The Army You Need
Max Bergmann reads Defense Secretary Robert Gates and proclaims the end of the "Bush military."
There is a lot to praise in Gates' speech, but there's a lot to quibble with in Bergmann's gloss of it. Specifically, placing the blame for the wars in Afghanistan and Iraq with Donald Rumsfeld and the doctrine of military transformation.
It's true that the Rumsfeld/Franks war plan led to much unnecessary carnage, but it remains the case that American political objectives inside Iraq and Afghanistan are fundamentally misaligned with our resources.
Re-read Gates' speech and ask yourself if any of his recommendations can ultimately change the underlying dynamic we face in countries like Afghanistan or Iraq. That dynamic is simple: we are a foreign power attempting to implement political change.

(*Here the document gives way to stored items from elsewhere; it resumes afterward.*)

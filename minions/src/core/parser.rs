//! Command parser: turns a free-form model reply into typed commands.
//!
//! The parser repeatedly trims leading whitespace and tries each grammar in
//! order at the current position. The first grammar that matches yields a
//! [`Command`]; when none matches, the current line is discarded as chatter.
//! Parsing never fails: unrecognized text simply produces no commands.

use serde::Serialize;

use crate::core::grammar::Grammar;

/// A recognized command: its verb plus up to three captured arguments.
///
/// Empty captures are reported as absent. Captures beyond the third are
/// ignored.
#[derive(Debug, Clone, PartialEq, Eq, Serialize)]
pub struct Command {
    pub verb: String,
    #[serde(skip_serializing_if = "Option::is_none")]
    pub arg1: Option<String>,
    #[serde(skip_serializing_if = "Option::is_none")]
    pub arg2: Option<String>,
    #[serde(skip_serializing_if = "Option::is_none")]
    pub arg3: Option<String>,
}

impl Command {
    pub fn new(verb: impl Into<String>) -> Self {
        Self {
            verb: verb.into(),
            arg1: None,
            arg2: None,
            arg3: None,
        }
    }

    pub fn from_fields(verb: &str, fields: Vec<String>) -> Self {
        let mut args = fields.into_iter().map(|field| (!field.is_empty()).then_some(field));
        Self {
            verb: verb.to_string(),
            arg1: args.next().flatten(),
            arg2: args.next().flatten(),
            arg3: args.next().flatten(),
        }
    }

    pub fn with_arg(mut self, value: impl Into<String>) -> Self {
        let value = Some(value.into());
        if self.arg1.is_none() {
            self.arg1 = value;
        } else if self.arg2.is_none() {
            self.arg2 = value;
        } else {
            self.arg3 = value;
        }
        self
    }

    pub fn into_args(self) -> [Option<String>; 3] {
        [self.arg1, self.arg2, self.arg3]
    }
}

/// Parser over an ordered grammar set. Earlier grammars win ties.
#[derive(Debug, Clone)]
pub struct CommandParser {
    grammars: Vec<Grammar>,
}

impl CommandParser {
    pub fn new(grammars: impl IntoIterator<Item = Grammar>) -> Self {
        Self {
            grammars: grammars.into_iter().collect(),
        }
    }

    pub fn grammars(&self) -> &[Grammar] {
        &self.grammars
    }

    /// Extract every command from `text`, in order of appearance.
    pub fn parse(&self, text: &str) -> Vec<Command> {
        let mut commands = Vec::new();
        let mut rest = text;
        loop {
            rest = rest.trim_start();
            if rest.is_empty() {
                break;
            }
            let matched = self.grammars.iter().find_map(|grammar| {
                grammar
                    .match_prefix(rest)
                    .filter(|m| m.rest.len() < rest.len())
                    .map(|m| (grammar, m))
            });
            match matched {
                Some((grammar, m)) => {
                    commands.push(Command::from_fields(grammar.verb(), m.fields));
                    rest = m.rest;
                }
                None => rest = discard_line(rest),
            }
        }
        commands
    }
}

fn discard_line(text: &str) -> &str {
    match text.find('\n') {
        Some(end) => &text[end + 1..],
        None => "",
    }
}

#[cfg(test)]
mod tests {
    use super::*;

    fn plan_parser() -> CommandParser {
        CommandParser::new([
            Grammar::new("READFILE").quoted(),
            Grammar::new("GOAL").until_eol(),
            Grammar::new("MOVE-FILE").quoted().quoted(),
            Grammar::new("ACHIEVED"),
        ])
    }

    #[test]
    fn chatter_between_commands_is_ignored() {
        let reply = "Sure! Here is my plan:\n\n1. READFILE \"Cargo.toml\"\nThat should tell us the crate name.\n2. GOAL \"rename the crate\"\nLet me know if that helps.";
        let commands = plan_parser().parse(reply);
        assert_eq!(
            commands,
            vec![
                Command::new("READFILE").with_arg("Cargo.toml"),
                Command::new("GOAL").with_arg("rename the crate"),
            ]
        );
    }

    #[test]
    fn unknown_text_yields_nothing() {
        assert!(plan_parser().parse("I cannot help with that.\nSorry.").is_empty());
        assert!(plan_parser().parse("").is_empty());
        assert!(plan_parser().parse("   \n\t\n").is_empty());
    }

    #[test]
    fn two_commands_on_one_line() {
        let commands = plan_parser().parse("READFILE a.txt READFILE b.txt");
        assert_eq!(
            commands,
            vec![
                Command::new("READFILE").with_arg("a.txt"),
                Command::new("READFILE").with_arg("b.txt"),
            ]
        );
    }

    #[test]
    fn incomplete_command_is_discarded_with_its_line() {
        let commands = plan_parser().parse("MOVE-FILE \"a.txt\"\n\"b.txt\"\nACHIEVED");
        assert_eq!(commands, vec![Command::new("ACHIEVED")]);
    }

    #[test]
    fn empty_capture_becomes_absent() {
        let commands = plan_parser().parse("GOAL \"\"");
        assert_eq!(commands, vec![Command::new("GOAL")]);
    }

    #[test]
    fn extra_captures_are_dropped() {
        let parser = CommandParser::new([Grammar::new("X")
            .quoted()
            .quoted()
            .quoted()
            .quoted()]);
        let commands = parser.parse("X a b c d");
        assert_eq!(
            commands,
            vec![Command::new("X").with_arg("a").with_arg("b").with_arg("c")]
        );
    }

    #[test]
    fn sentinel_capture_survives_decoys() {
        let parser = CommandParser::new([Grammar::new("BEGINCODE").until("ENDCODE")]);
        let reply = "Here you go:\nBEGINCODE\nconst END: &str = \"ENDCODE\";\nENDCODE\nDone.";
        let commands = parser.parse(reply);
        assert_eq!(
            commands,
            vec![Command::new("BEGINCODE").with_arg("const END: &str = \"ENDCODE\";")]
        );
    }

    #[test]
    fn sentinel_capture_hides_commands_inside_it() {
        let parser = CommandParser::new([
            Grammar::new("READFILE").quoted(),
            Grammar::new("BEGIN").quoted().until("END"),
        ]);
        let commands = parser.parse("BEGIN key\nline one\nREADFILE x\nEND");
        assert_eq!(
            commands,
            vec![Command::new("BEGIN").with_arg("key").with_arg("line one\nREADFILE x")]
        );
    }

    #[test]
    fn trailing_text_after_a_bare_word_is_ignored() {
        let commands = plan_parser().parse("READFILE bareword \"ignored\"");
        assert_eq!(commands, vec![Command::new("READFILE").with_arg("bareword")]);
    }

    #[test]
    fn to_end_of_input_capture_stops_parsing() {
        let parser = CommandParser::new([
            Grammar::new("NOTE").until_eof(),
            Grammar::new("ACHIEVED"),
        ]);
        let commands = parser.parse("NOTE keep going\nACHIEVED");
        assert_eq!(
            commands,
            vec![Command::new("NOTE").with_arg("keep going\nACHIEVED")]
        );
    }
}
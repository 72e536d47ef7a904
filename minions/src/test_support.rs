//! Test doubles and a harness for exercising agents without a real model,
//! terminal, or editor.

use std::cell::RefCell;
use std::collections::VecDeque;
use std::fs;

use anyhow::Result;
use tempfile::TempDir;

use crate::agents::{AgentContext, EngineSettings};
use crate::core::arena::{NodeId, TaskArena};
use crate::core::palette::ActionKind;
use crate::io::editor::{Editor, EditorError};
use crate::io::llm::{ChatMessage, LlmClient, LlmResponse, Role};
use crate::io::progress::Progress;
use crate::io::prompt::Prompts;
use crate::io::user::{Question, UserInteraction};
use crate::io::workspace::FsWorkspace;

/// Model double that replays canned responses in order and records every
/// transcript it receives. Once the script runs out it answers with an API
/// error.
pub struct ScriptedLlm {
    responses: RefCell<VecDeque<LlmResponse>>,
    transcripts: RefCell<Vec<Vec<ChatMessage>>>,
}

impl ScriptedLlm {
    pub fn new(responses: Vec<LlmResponse>) -> Self {
        Self {
            responses: RefCell::new(responses.into()),
            transcripts: RefCell::new(Vec::new()),
        }
    }

    pub fn replying<S: Into<String>>(replies: impl IntoIterator<Item = S>) -> Self {
        Self::new(replies.into_iter().map(LlmResponse::ok).collect())
    }

    pub fn calls(&self) -> usize {
        self.transcripts.borrow().len()
    }

    /// User message of the `index`-th request.
    pub fn user_prompt(&self, index: usize) -> String {
        self.transcripts.borrow()[index]
            .iter()
            .find(|message| message.role == Role::User)
            .map(|message| message.content.clone())
            .unwrap_or_default()
    }
}

impl LlmClient for ScriptedLlm {
    fn respond(&self, messages: &[ChatMessage]) -> LlmResponse {
        self.transcripts.borrow_mut().push(messages.to_vec());
        self.responses
            .borrow_mut()
            .pop_front()
            .unwrap_or_else(|| LlmResponse::error("no scripted reply left"))
    }
}

/// User double with queued answers. Unqueued questions get no answer.
#[derive(Default)]
pub struct ScriptedUser {
    answers: RefCell<VecDeque<Option<String>>>,
    questions: RefCell<Vec<String>>,
}

impl ScriptedUser {
    pub fn push_answer(&self, answer: Option<&str>) {
        self.answers.borrow_mut().push_back(answer.map(str::to_string));
    }

    pub fn questions(&self) -> Vec<String> {
        self.questions.borrow().clone()
    }
}

impl UserInteraction for ScriptedUser {
    fn ask(&self, question: &Question<'_>) -> Result<Option<String>> {
        self.questions.borrow_mut().push(question.prompt.to_string());
        Ok(self.answers.borrow_mut().pop_front().flatten())
    }
}

/// In-memory editor: one open buffer, an optional selected span, and a
/// cursor at the end of the buffer.
#[derive(Default)]
pub struct MemoryEditor {
    path: RefCell<Option<String>>,
    buffer: RefCell<String>,
    selection: RefCell<Option<String>>,
}

impl MemoryEditor {
    pub fn open(&self, path: &str, contents: &str) {
        *self.path.borrow_mut() = Some(path.to_string());
        *self.buffer.borrow_mut() = contents.to_string();
        *self.selection.borrow_mut() = None;
    }

    pub fn select(&self, text: &str) {
        *self.selection.borrow_mut() = Some(text.to_string());
    }

    pub fn buffer(&self) -> String {
        self.buffer.borrow().clone()
    }
}

impl Editor for MemoryEditor {
    fn active_file(&self) -> Result<String, EditorError> {
        self.path.borrow().clone().ok_or(EditorError::NoActiveEditor)
    }

    fn selected_text(&self) -> Result<String, EditorError> {
        self.active_file()?;
        self.selection.borrow().clone().ok_or(EditorError::NoSelection)
    }

    fn insert_at_cursor(&self, text: &str) -> Result<(), EditorError> {
        self.active_file()?;
        self.buffer.borrow_mut().push_str(text);
        Ok(())
    }

    fn replace_selection(&self, text: &str) -> Result<(), EditorError> {
        let selected = self.selected_text()?;
        let replaced = self.buffer.borrow().replacen(&selected, text, 1);
        *self.buffer.borrow_mut() = replaced;
        *self.selection.borrow_mut() = None;
        Ok(())
    }
}

/// Workspace rooted in a temp directory that lives as long as the harness.
pub struct TestWorkspace {
    dir: TempDir,
    workspace: FsWorkspace,
}

impl TestWorkspace {
    pub fn new() -> Self {
        let dir = tempfile::tempdir().expect("tempdir");
        let workspace = FsWorkspace::new(dir.path());
        Self { dir, workspace }
    }

    pub fn write(&self, relative: &str, contents: &str) {
        let path = self.dir.path().join(relative);
        if let Some(parent) = path.parent() {
            fs::create_dir_all(parent).expect("create parent");
        }
        fs::write(path, contents).expect("write");
    }

    pub fn read(&self, relative: &str) -> String {
        fs::read_to_string(self.dir.path().join(relative)).expect("read")
    }

    pub fn exists(&self, relative: &str) -> bool {
        self.dir.path().join(relative).exists()
    }

    pub fn fs(&self) -> &FsWorkspace {
        &self.workspace
    }
}

impl Default for TestWorkspace {
    fn default() -> Self {
        Self::new()
    }
}

/// Owns one of each collaborator and lends them out as an [`AgentContext`].
pub struct Harness {
    pub llm: ScriptedLlm,
    pub workspace: TestWorkspace,
    pub editor: MemoryEditor,
    pub user: ScriptedUser,
    pub progress: Progress,
    pub prompts: Prompts,
    pub settings: EngineSettings,
}

impl Harness {
    /// Harness whose model answers successfully with `replies`, in order.
    pub fn new<S: Into<String>>(replies: impl IntoIterator<Item = S>) -> Self {
        Self::with_llm(ScriptedLlm::replying(replies))
    }

    pub fn with_responses(responses: Vec<LlmResponse>) -> Self {
        Self::with_llm(ScriptedLlm::new(responses))
    }

    fn with_llm(llm: ScriptedLlm) -> Self {
        Self {
            llm,
            workspace: TestWorkspace::new(),
            editor: MemoryEditor::default(),
            user: ScriptedUser::default(),
            progress: Progress::new("test run"),
            prompts: Prompts::new().expect("prompts"),
            settings: EngineSettings::default(),
        }
    }

    pub fn context(&self) -> AgentContext<'_> {
        AgentContext {
            llm: &self.llm,
            workspace: self.workspace.fs(),
            editor: &self.editor,
            user: &self.user,
            progress: &self.progress,
            prompts: &self.prompts,
            settings: self.settings,
        }
    }
}

/// Arena with a root goal and a single minion of `kind` already in its plan.
pub fn minion_of_root(kind: ActionKind, args: &[&str]) -> (TaskArena, NodeId) {
    let mut arena = TaskArena::new();
    let root = arena.add_root(ActionKind::Goal, [Some("test goal".to_string()), None, None]);
    let mut minion_args: [Option<String>; 3] = Default::default();
    for (slot, arg) in minion_args.iter_mut().zip(args) {
        *slot = Some((*arg).to_string());
    }
    let minion = arena.add_minion(root, kind, minion_args);
    arena.splice_plan(root, 0, vec![minion]);
    (arena, minion)
}
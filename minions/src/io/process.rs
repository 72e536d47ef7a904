//! Child processes with a timeout, piped input, and bounded captured output.

use std::io::{Read, Write};
use std::path::PathBuf;
use std::process::{Command, ExitStatus, Stdio};
use std::thread;
use std::time::Duration;

use anyhow::{Context, Result, anyhow};
use tracing::{debug, error, instrument, warn};
use wait_timeout::ChildExt;

/// A command to spawn: argv, working directory, and the bytes to feed stdin.
#[derive(Debug, Clone)]
pub struct ProcessRequest {
    pub argv: Vec<String>,
    pub workdir: PathBuf,
    pub stdin: Vec<u8>,
    pub timeout: Duration,
    /// Captured stdout/stderr beyond this many bytes is drained and dropped.
    pub output_limit_bytes: usize,
}

#[derive(Debug)]
pub struct ProcessOutput {
    pub status: ExitStatus,
    pub stdout: Vec<u8>,
    pub stderr: Vec<u8>,
    pub truncated_bytes: usize,
    pub timed_out: bool,
}

impl ProcessOutput {
    pub fn stdout_text(&self) -> String {
        String::from_utf8_lossy(&self.stdout).into_owned()
    }

    pub fn stderr_text(&self) -> String {
        String::from_utf8_lossy(&self.stderr).into_owned()
    }
}

/// Spawn `request.argv`, feed it stdin, and wait at most `request.timeout`.
///
/// Stdin is written and both output pipes are drained on their own threads so
/// a chatty child never blocks on a full pipe.
#[instrument(skip_all, fields(program = request.argv.first().map(String::as_str), timeout_secs = request.timeout.as_secs()))]
pub fn run_process(request: &ProcessRequest) -> Result<ProcessOutput> {
    let (program, args) = request
        .argv
        .split_first()
        .ok_or_else(|| anyhow!("empty command line"))?;
    let mut cmd = Command::new(program);
    cmd.args(args)
        .current_dir(&request.workdir)
        .stdin(Stdio::piped())
        .stdout(Stdio::piped())
        .stderr(Stdio::piped());

    debug!("spawning child process");
    let mut child = match cmd.spawn() {
        Ok(child) => child,
        Err(err) => {
            error!(err = %err, "failed to spawn command");
            return Err(err).with_context(|| format!("spawn {program}"));
        }
    };

    let mut stdin = child
        .stdin
        .take()
        .ok_or_else(|| anyhow!("stdin was not piped"))?;
    let stdout = child
        .stdout
        .take()
        .ok_or_else(|| anyhow!("stdout was not piped"))?;
    let stderr = child
        .stderr
        .take()
        .ok_or_else(|| anyhow!("stderr was not piped"))?;

    let input = request.stdin.clone();
    let stdin_handle = thread::spawn(move || {
        // Children may exit without reading everything; a broken pipe is not an error here.
        if let Err(err) = stdin.write_all(&input) {
            debug!(err = %err, "stdin closed early");
        }
    });
    let limit = request.output_limit_bytes;
    let stdout_handle = thread::spawn(move || read_limited(stdout, limit));
    let stderr_handle = thread::spawn(move || read_limited(stderr, limit));

    let mut timed_out = false;
    let status = match child.wait_timeout(request.timeout).context("wait for command")? {
        Some(status) => status,
        None => {
            warn!(timeout_secs = request.timeout.as_secs(), "command timed out, killing");
            timed_out = true;
            child.kill().context("kill command")?;
            child.wait().context("wait command after kill")?
        }
    };

    if stdin_handle.join().is_err() {
        warn!("stdin writer thread panicked");
    }
    let (stdout, stdout_truncated) = join_reader(stdout_handle).context("join stdout")?;
    let (stderr, stderr_truncated) = join_reader(stderr_handle).context("join stderr")?;
    let truncated_bytes = stdout_truncated + stderr_truncated;
    if truncated_bytes > 0 {
        warn!(truncated_bytes, "output truncated");
    }

    debug!(exit_code = ?status.code(), timed_out, "command finished");
    Ok(ProcessOutput {
        status,
        stdout,
        stderr,
        truncated_bytes,
        timed_out,
    })
}

fn join_reader(handle: thread::JoinHandle<Result<(Vec<u8>, usize)>>) -> Result<(Vec<u8>, usize)> {
    handle
        .join()
        .unwrap_or_else(|_| Err(anyhow!("output reader thread panicked")))
}

fn read_limited<R: Read>(mut reader: R, limit: usize) -> Result<(Vec<u8>, usize)> {
    let mut kept = Vec::new();
    let mut dropped = 0usize;
    let mut chunk = [0u8; 8192];
    loop {
        let n = reader.read(&mut chunk).context("read output")?;
        if n == 0 {
            break;
        }
        let keep = n.min(limit.saturating_sub(kept.len()));
        kept.extend_from_slice(&chunk[..keep]);
        dropped += n - keep;
    }
    Ok((kept, dropped))
}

Past empires handled this through a mixture of ruthless force and the cultivation of local (undemocratic) elites. We are doing this as well, but with much less brute force and with far more solicitation of the locals. That does indeed make us morally superior to past empires. It does not make us more effective.
The one time in recent history where the U.S. was unambiguously successful at this kind of gambit was in the after-math of World War II, where we occupied and transformed Germany and Japan into democratic allies. Considering what it took to produce quiescent populations in Japan and Germany, is it any wonder that every subsequent war the U.S. has fought has ended so ambiguously?
We have rightly recoiled from total war, while simultaneously insisting that we enjoy the societal malleability that waging such a campaign affords. Our inability to bring our wars in Afghanistan and Iraq to a politically satisfying end has, I think, much less to do with the composition, training, weapons systems and doctrine of our military than the objectives we have set before it.
This leads, I think, to two basic lessons. First, don't start so many wars. Not for nothing did the Founders invest Congress with the authority to declare war. Maybe they were onto something! Second, if you are forced to fight, keep the objectives simple.
As a stateless enemy, al-Qaeda does provide a unique and genuinely thorny challenge to the formula above. But I don't see how providing population security for Afghanistan, and dumping billions of dollars of development aid into that country, advances the fight. If we manage to suddenly turn Afghanistan into a functional state, al-Qaeda can simply move on--to Pakistan, Yemen, Somalia, or cyber-space. I find it hard to see how a democratic, stable Afghanistan even begins to addresses the very urgent threat of jihadism in Europe.